At 5-year follow-up, 35.4% of the enrolled patients demonstrated visual field progression. There were statistically significant differences in the mean diastolic blood pressure (p < 0.05) and diastolic OPP (p < 0.05) between the progressing and the non-progressing group. There was no association between IOP parameters and NTG progression. Multivariable analysis identified low nocturnal DOPP at baseline as a significant predictive risk factor for glaucomatous visual field progression at 5 years. An mmHg decrease in nocturnal DOPP increases the hazard of progression by 1.4 times. Patients with DOPP < 35 mmHg have 2.3-fold higher probability of progressing compared to the patients with DOPP > 43.7 mmHg (log rank = 0.018).


Diastolic parameters of BP and OPP were significantly lower in the NTG patients who progressed after 5 years. Low nocturnal DOPP is an independent predictor of glaucomatous visual field progression in NTG patients.

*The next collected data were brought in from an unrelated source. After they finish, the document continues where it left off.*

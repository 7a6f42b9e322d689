use crate::{
    blocks::{hex_block_number, resolve_block_number, resolve_state_block},
    types::{
        PrivateTxParams, RawSimulation, RpcRequest, SimulateBundleParams, SubmitBundleParams,
    },
    ConfigError, MevBuilders, PrivateTxResult, RelayConfig, RelayError, RelayResponse,
    SendBundleResult, SimulationResult, SubmitOptions,
};
use alloy::{
    eips::BlockNumberOrTag,
    primitives::{Bytes, B256},
    providers::Provider,
};
use blxr_constants::{
    relay::{PRIVATE_TX, SIMULATE_BUNDLE, SUBMIT_BUNDLE},
    RelayNetwork,
};
use reqwest::{header::AUTHORIZATION, StatusCode};
use serde::{de::DeserializeOwned, Serialize};
use std::sync::{
    atomic::{AtomicU64, Ordering},
    Arc,
};
use tracing::{debug, instrument, warn};

/// Client for the relay's JSON-RPC API.
///
/// Every call is a single HTTP request bounded by the configured timeout.
/// Failures are returned as [`RelayError`] values; nothing is retried.
///
/// Clones share the request id counter.
#[derive(Debug, Clone)]
pub struct RelayClient {
    /// The URL of the relay JSON-RPC endpoint.
    url: reqwest::Url,
    /// The base URL of the trace service.
    trace_url: reqwest::Url,
    /// Sent as the `Authorization` header.
    auth_header: String,
    /// Network bundles are sent to.
    network: RelayNetwork,
    /// The reqwest client used to send requests.
    client: reqwest::Client,
    /// Next JSON-RPC request id.
    next_id: Arc<AtomicU64>,
}

impl RelayClient {
    /// Create a new client with the given config and reqwest client. The
    /// client's own timeout applies; the config timeout is ignored.
    pub fn new_with_client(config: RelayConfig, client: reqwest::Client) -> Self {
        Self {
            url: config.relay_url,
            trace_url: config.trace_url,
            auth_header: config.auth_header,
            network: config.network,
            client,
            next_id: Arc::new(AtomicU64::new(1)),
        }
    }

    /// Create a new client, building a reqwest client with the configured
    /// timeout.
    pub fn new(config: RelayConfig) -> Result<Self, ConfigError> {
        let client = reqwest::Client::builder().timeout(config.timeout).build()?;
        Ok(Self::new_with_client(config, client))
    }

    /// Create a new client from the environment. See
    /// [`RelayConfig::from_env`].
    pub fn from_env() -> Result<Self, ConfigError> {
        Self::new(RelayConfig::from_env()?)
    }

    /// Get the client used to send requests
    pub const fn client(&self) -> &reqwest::Client {
        &self.client
    }

    /// Get the network bundles are sent to.
    pub const fn network(&self) -> RelayNetwork {
        self.network
    }

    /// Get the relay URL.
    pub const fn url(&self) -> &reqwest::Url {
        &self.url
    }

    fn next_id(&self) -> u64 {
        self.next_id.fetch_add(1, Ordering::Relaxed)
    }

    async fn call<P, R>(&self, method: &'static str, params: P) -> RelayResponse<R>
    where
        P: Serialize,
        R: DeserializeOwned,
    {
        let request = RpcRequest::new(method, params, self.next_id());
        debug!(method, id = request.id, "sending relay request");

        let response = match self
            .client
            .post(self.url.clone())
            .header(AUTHORIZATION, &self.auth_header)
            .json(&request)
            .send()
            .await
        {
            Ok(response) => response,
            Err(err) => {
                warn!(%err, method, "relay request failed");
                return RelayResponse::from_error(err.into());
            }
        };

        let status = response.status();
        match response.bytes().await {
            Ok(body) => parse_rpc_reply(status, &body),
            Err(err) => {
                warn!(%err, method, %status, "failed to read relay response");
                RelayResponse::from_error(RelayError::no_response())
            }
        }
    }

    /// Submit a signed bundle for inclusion at `target_block`.
    ///
    /// Transactions are sent hex-encoded without the `0x` prefix. The
    /// bundle is routed to all builders unless `options` names a set.
    #[instrument(skip_all, fields(txs = txs.len(), target_block))]
    pub async fn submit_bundle(
        &self,
        txs: &[Bytes],
        target_block: u64,
        options: SubmitOptions,
    ) -> RelayResponse<SendBundleResult> {
        let params = SubmitBundleParams {
            transaction: encode_txs(txs),
            blockchain_network: self.network,
            block_number: hex_block_number(target_block),
            mev_builders: options.mev_builders.unwrap_or_default(),
            blocks_count: options.blocks_count,
        };
        self.call(SUBMIT_BUNDLE, params).await
    }

    /// Simulate a signed bundle.
    ///
    /// `block_tag` is the block to simulate in. `state_block_tag` is the
    /// block whose state the simulation starts from, `latest` when absent.
    /// Symbolic tags are resolved to numbers through `provider`, except that
    /// `latest` is passed through as the state block. The relay reply is
    /// reshaped into a [`SimulationResult`].
    #[instrument(skip_all, fields(txs = txs.len(), %block_tag))]
    pub async fn simulate_bundle<P: Provider>(
        &self,
        provider: &P,
        txs: &[Bytes],
        block_tag: BlockNumberOrTag,
        state_block_tag: Option<BlockNumberOrTag>,
        timestamp: Option<u64>,
    ) -> Result<SimulationResult, RelayError> {
        let block_number = resolve_block_number(provider, block_tag)
            .await
            .inspect_err(|err| warn!(%err, "failed to resolve block tag"))
            .map_err(RelayError::client)?;
        let state_block_number = resolve_state_block(provider, state_block_tag)
            .await
            .inspect_err(|err| warn!(%err, "failed to resolve state block tag"))
            .map_err(RelayError::client)?;

        let params = SimulateBundleParams {
            transaction: encode_txs(txs),
            block_number: hex_block_number(block_number),
            state_block_number,
            blockchain_network: self.network,
            timestamp,
        };

        self.call::<_, RawSimulation>(SIMULATE_BUNDLE, params).await.into_result().map(Into::into)
    }

    /// Send a single signed transaction privately.
    #[instrument(skip_all)]
    pub async fn send_private_transaction(
        &self,
        tx: &Bytes,
        mev_builders: Option<MevBuilders>,
    ) -> RelayResponse<PrivateTxResult> {
        let params = PrivateTxParams { transaction: hex::encode(tx), mev_builders };
        self.call(PRIVATE_TX, params).await
    }

    /// Fetch the relay's trace of a bundle.
    ///
    /// The endpoint is `<trace url>/<network trace path>/<bundle hash>`, with
    /// the segments appended to any path the trace URL already has. The
    /// reply is returned as raw JSON.
    #[instrument(skip(self))]
    pub async fn trace_bundle(&self, bundle_hash: B256) -> Result<serde_json::Value, RelayError> {
        let mut url = self.trace_url.clone();
        url.path_segments_mut()
            .map_err(|_| RelayError::client("trace URL cannot be a base"))
            .inspect_err(|e| warn!(%e, "Invalid trace URL. Not querying trace service."))?
            .pop_if_empty()
            .push(self.network.trace_path())
            .push(&hex::encode_prefixed(bundle_hash));

        let response = self
            .client
            .get(url)
            .header(AUTHORIZATION, &self.auth_header)
            .send()
            .await
            .inspect_err(|e| warn!(%e, "Failed to get bundle trace"))?;

        let status = response.status();
        let body = response.bytes().await.map_err(|_| RelayError::no_response())?;
        parse_raw_reply(status, &body)
    }
}

/// Hex-encode transactions without the `0x` prefix.
fn encode_txs(txs: &[Bytes]) -> Vec<String> {
    txs.iter().map(hex::encode).collect()
}

/// Interpret a JSON-RPC reply.
///
/// An empty body is a missing response whatever the status. A body that is
/// not a JSON-RPC envelope becomes an error carrying the HTTP status when
/// the status is an error, and an invalid-response error otherwise.
pub(crate) fn parse_rpc_reply<R: DeserializeOwned>(
    status: StatusCode,
    body: &[u8],
) -> RelayResponse<R> {
    if body.trim_ascii().is_empty() {
        warn!(%status, "relay sent an empty reply");
        return RelayResponse::from_error(RelayError::no_response());
    }

    match serde_json::from_slice::<RelayResponse<R>>(body) {
        Ok(response) if response.error.is_some() || response.result.is_some() => response,
        Ok(_) if !status.is_success() => RelayResponse::from_error(status_error(status, body)),
        Ok(_) => RelayResponse::from_error(RelayError::invalid_response("missing result")),
        Err(_) if !status.is_success() => RelayResponse::from_error(status_error(status, body)),
        Err(err) => {
            warn!(%err, "failed to parse relay reply");
            RelayResponse::from_error(RelayError::invalid_response(err))
        }
    }
}

/// Interpret a plain JSON reply.
pub(crate) fn parse_raw_reply(
    status: StatusCode,
    body: &[u8],
) -> Result<serde_json::Value, RelayError> {
    if body.trim_ascii().is_empty() {
        return Err(RelayError::no_response());
    }
    if !status.is_success() {
        return Err(status_error(status, body));
    }
    serde_json::from_slice(body).map_err(RelayError::invalid_response)
}

fn status_error(status: StatusCode, body: &[u8]) -> RelayError {
    RelayError::new(status.as_u16().into(), String::from_utf8_lossy(body).trim())
}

Normal-tension glaucoma (NTG), also known as low-tension glaucoma, is an optic neuropathy characterized by progressive loss of retinal ganglion cells and their axons, which leads to structural and functional damage to the optic nerve characterised by intraocular pressures (IOPs) lower than 21 mmHg [1]. It is well documented in recent literature that alterations in IOP, blood pressure (BP) and ocular perfusion pressure (OPP) can play a significant role in the pathogenesis of the disease [2,3,4,5]. Patients with chronically elevated BP or those with significant dips in BP at night (nocturnal hypotension) may experience dramatic changes in OPP throughout the day. It has been reported that 24-h OPP instability correlates with the incidence and progression of open-angle glaucoma (OAG) [6].

Low diastolic OPP (DOPP) has been strongly associated with the increased prevalence of OAG in the following population-based epidemiological studies: in the Barbados Eye Study, low DOPP (<55 mmHg) was a risk factor for the development of glaucoma, with a relative risk of 3.2 [7]. In another Caucasian-based study, the Baltimore Eye Survey found a six-fold increased OAG prevalence in subjects with low DOPP (<30 mmHg) [8]. The Early Manifest Glaucoma Trial (EMGT) identified that patients with low systolic perfusion pressure at baseline progressed faster than their counterparts [9].

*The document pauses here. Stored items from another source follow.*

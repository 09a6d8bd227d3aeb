//! Category and subcategory operations

use std::sync::Arc;

use tracing::{debug, error, info, warn};

use crate::error::{Result, StoreError};
use crate::models::{Category, DEFAULT_ICON, Subcategory};

use super::defaults::default_categories;
use super::document::{Contents, JsonDocument};
use super::{Catalog, allocate_id, require_non_empty};

/// Sort categories and each category's subcategories by priority (stable)
fn sort_hierarchy(categories: &mut [Category]) {
    categories.sort_by_key(|c| c.priority.unwrap_or(0));
    for category in categories.iter_mut() {
        category
            .subcategories
            .sort_by_key(|s| s.priority.unwrap_or(0));
    }
}

/// Load categories through the snapshot cache.
///
/// Malformed JSON is replaced on disk by the built-in defaults; I/O errors
/// are returned to the caller.
pub(super) fn read_categories(doc: &JsonDocument<Category>) -> Result<Arc<Vec<Category>>> {
    if let Some(cached) = doc.cached() {
        debug!(count = cached.len(), "categories served from cache");
        return Ok(cached);
    }

    match doc.read() {
        Ok(Contents::Empty { modified }) => Ok(match modified {
            Some(modified) => doc.remember(modified, Vec::new()),
            None => Arc::new(Vec::new()),
        }),
        Ok(Contents::Parsed {
            modified,
            mut items,
        }) => {
            sort_hierarchy(&mut items);
            debug!(count = items.len(), "categories loaded");
            Ok(doc.remember(modified, items))
        }
        Err(StoreError::Json(e)) => {
            warn!(
                path = %doc.path().display(),
                error = %e,
                "categories file is malformed, restoring defaults"
            );
            let defaults = default_categories();
            if let Err(e) = doc.write(&defaults) {
                error!(error = %e, "failed to write default categories");
            }
            Ok(Arc::new(defaults))
        }
        Err(e) => Err(e),
    }
}

/// Next subcategory id.
///
/// Keeps the legacy numbering (`parent * 100 + 1` for the first child, then
/// sibling max + 1) unless that value overflows or is already taken anywhere
/// in the hierarchy, in which case the next id above every existing id is used.
fn allocate_subcategory_id(
    categories: &[Category],
    parent: &Category,
    parent_id: i64,
) -> Result<i64> {
    let candidate = match parent.subcategories.iter().filter_map(|s| s.id).max() {
        Some(max) => max.checked_add(1),
        None => parent_id.checked_mul(100).and_then(|id| id.checked_add(1)),
    };

    let all_ids = || {
        categories.iter().flat_map(|c| {
            c.id.into_iter()
                .chain(c.subcategories.iter().filter_map(|s| s.id))
        })
    };

    match candidate {
        Some(id) if !all_ids().any(|existing| existing == id) => Ok(id),
        _ => all_ids()
            .max()
            .unwrap_or(0)
            .checked_add(1)
            .ok_or(StoreError::IdsExhausted("subcategory")),
    }
}

impl Catalog {
    // ==================== Category Reads ====================

    /// All categories sorted by priority; an unreadable file yields an empty list
    pub fn load_categories(&self) -> Arc<Vec<Category>> {
        read_categories(&self.categories).unwrap_or_else(|e| {
            warn!(error = %e, "failed to load categories");
            Arc::new(Vec::new())
        })
    }

    /// Alias kept for callers that populate category pickers
    pub fn get_all_categories(&self) -> Arc<Vec<Category>> {
        self.load_categories()
    }

    pub fn get_category(&self, id: i64) -> Option<Category> {
        self.load_categories()
            .iter()
            .find(|c| c.id == Some(id))
            .cloned()
    }

    /// Find a subcategory anywhere in the hierarchy
    pub fn find_subcategory(&self, id: i64) -> Option<Subcategory> {
        self.load_categories()
            .iter()
            .find_map(|c| c.subcategory(id))
            .cloned()
    }

    /// Subcategories of one category; empty if the category does not exist
    pub fn get_subcategories_by_category(&self, id: i64) -> Vec<Subcategory> {
        self.load_categories()
            .iter()
            .find(|c| c.id == Some(id))
            .map(|c| c.subcategories.clone())
            .unwrap_or_default()
    }

    // ==================== Category Writes ====================

    /// Replace categories.json, keeping its envelope shape.
    ///
    /// Tool views are invalidated too, since normalized tool ids depend on the
    /// hierarchy.
    pub fn save_categories(&self, categories: &[Category]) -> Result<()> {
        let result = self.categories.write(categories);
        self.invalidate_tool_views();

        match &result {
            Ok(()) => debug!(count = categories.len(), "saved categories"),
            Err(e) => error!(error = %e, "failed to save categories"),
        }
        result
    }

    /// Current categories as an owned list for read-modify-write
    fn categories_for_update(&self) -> Result<Vec<Category>> {
        Ok(read_categories(&self.categories)?.as_ref().clone())
    }

    /// Append a new top-level category and return it with its assigned id
    pub fn add_category(&self, mut category: Category) -> Result<Category> {
        require_non_empty(&category.name, "category name")?;

        let mut categories = self.categories_for_update()?;
        let id = allocate_id(
            categories.iter().filter_map(|c| c.id),
            &mut self.issued().category,
            "category",
        )?;

        category.id = Some(id);
        if category.icon.is_none() {
            category.icon = Some(DEFAULT_ICON.to_string());
        }
        for sub in &mut category.subcategories {
            sub.parent_id = Some(id);
        }

        categories.push(category.clone());
        self.save_categories(&categories)?;

        info!(id, name = %category.name, "added category");
        Ok(category)
    }

    /// Append a subcategory under `parent_id` and return it with its assigned id
    pub fn add_subcategory(&self, parent_id: i64, mut subcategory: Subcategory) -> Result<Subcategory> {
        require_non_empty(&subcategory.name, "subcategory name")?;

        let mut categories = self.categories_for_update()?;
        let index = categories
            .iter()
            .position(|c| c.id == Some(parent_id))
            .ok_or(StoreError::CategoryNotFound(parent_id))?;

        let id = allocate_subcategory_id(&categories, &categories[index], parent_id)?;
        subcategory.id = Some(id);
        subcategory.parent_id = Some(parent_id);

        categories[index].subcategories.push(subcategory.clone());
        self.save_categories(&categories)?;

        info!(id, parent_id, name = %subcategory.name, "added subcategory");
        Ok(subcategory)
    }

    /// Remove a category that no tool references
    pub fn delete_category(&self, id: i64) -> Result<()> {
        let mut categories = self.categories_for_update()?;

        let tools = self.tools_for_update()?;
        let in_use = tools.iter().filter(|t| t.category_id == Some(id)).count();
        if in_use > 0 {
            return Err(StoreError::CategoryInUse { id, tools: in_use });
        }

        let before = categories.len();
        categories.retain(|c| c.id != Some(id));
        if categories.len() == before {
            return Err(StoreError::CategoryNotFound(id));
        }

        self.save_categories(&categories)?;
        info!(id, "deleted category");
        Ok(())
    }

    /// Remove a subcategory that no tool references
    pub fn delete_subcategory(&self, id: i64) -> Result<()> {
        let mut categories = self.categories_for_update()?;

        let tools = self.tools_for_update()?;
        let in_use = tools.iter().filter(|t| t.subcategory_id == Some(id)).count();
        if in_use > 0 {
            return Err(StoreError::SubcategoryInUse { id, tools: in_use });
        }

        let owner = categories
            .iter_mut()
            .find(|c| c.subcategories.iter().any(|s| s.id == Some(id)))
            .ok_or(StoreError::SubcategoryNotFound(id))?;
        owner.subcategories.retain(|s| s.id != Some(id));

        self.save_categories(&categories)?;
        info!(id, "deleted subcategory");
        Ok(())
    }
}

Numerous retrospective, cross-sectional studies have been carried out in Asia to establish the relationship between the variability of systemic haemodynamic parameters, OPP, IOP and the incidence of OAG in their local population. The Singapore Malay Eye Study stated that low DBP, low mean OPP (MOPP) and low DOPP are independent risk factors for OAG development in their ethnic Malays [5]. Choi et al. [2] from South Korea have established that 24-h MOPP instability is a risk factor for the development of NTG and is associated with higher degree of glaucomatous visual field (VF) damage at initial presentation. In a separate retrospective study, Sung et al. [4] also found that greater 24-h MOPP fluctuation is associated with the increased rate of NTG progression. In contrast, Quaranta et al. found no association between 24 h MOPP and VF damage in Caucasian NTG patients [10].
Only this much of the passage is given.